Pantai Terakhir Sura (CeBan 1)


Sura, apa ini sudah sedecade? Apa baru sewindu? 
Sura, aku mohon katakan sejujurnya. Sudah berapa lama aku menunggumu.
Terakhir kau hanya bilang kalau aku hanya perlu menunggu.
Aku kini terbangun dari dunia fartamorganaku.

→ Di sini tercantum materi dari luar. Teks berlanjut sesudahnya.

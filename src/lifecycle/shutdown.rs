//! Graceful stop for the server and anything spawned beside it.

use std::future::Future;
use std::sync::atomic::{AtomicBool, Ordering};
use std::sync::Arc;
use tokio::sync::broadcast;

/// Cloneable stop signal. Triggering is idempotent and sticky: a waiter
/// created after the trigger resolves at once.
#[derive(Debug, Clone)]
pub struct Shutdown {
    tx: broadcast::Sender<()>,
    triggered: Arc<AtomicBool>,
}

impl Shutdown {
    pub fn new() -> Self {
        let (tx, _) = broadcast::channel(1);
        Self {
            tx,
            triggered: Arc::new(AtomicBool::new(false)),
        }
    }

    pub fn trigger(&self) {
        if !self.triggered.swap(true, Ordering::SeqCst) {
            let _ = self.tx.send(());
        }
    }

    /// Resolves once [`trigger`](Self::trigger) has been called on any clone.
    pub fn signalled(&self) -> impl Future<Output = ()> + Send + 'static {
        let mut rx = self.tx.subscribe();
        let triggered = self.triggered.clone();
        async move {
            if triggered.load(Ordering::SeqCst) {
                return;
            }
            let _ = rx.recv().await;
        }
    }
}

impl Default for Shutdown {
    fn default() -> Self {
        Self::new()
    }
}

Aku tak lagi ingat akan waktu. Bahkan aku lupa terakhir kali kita berpisah.
Kakiku ingin segera beranjak dari pasir putih ini. Kau lihat? kakiku dipenuhi dengan pasir yang hanya menertawaiku sejak pagi.
Kau tahu sebentar lagi kita akan bersapa dengan senja.

Kau tahu itu Sura? 
Tapi kenapa kau hanya diam. Kenapa kau tetap bungkam?
Kulit kerang mungil ini masih berada di kepalan tanganku.
Mereka bilang kulit kerang ini hanyalah sampah.
Tapi kau tahu Sura. Kulit kerang mungil ini cendramata terakhir darimu yang akan selalu ku simpan.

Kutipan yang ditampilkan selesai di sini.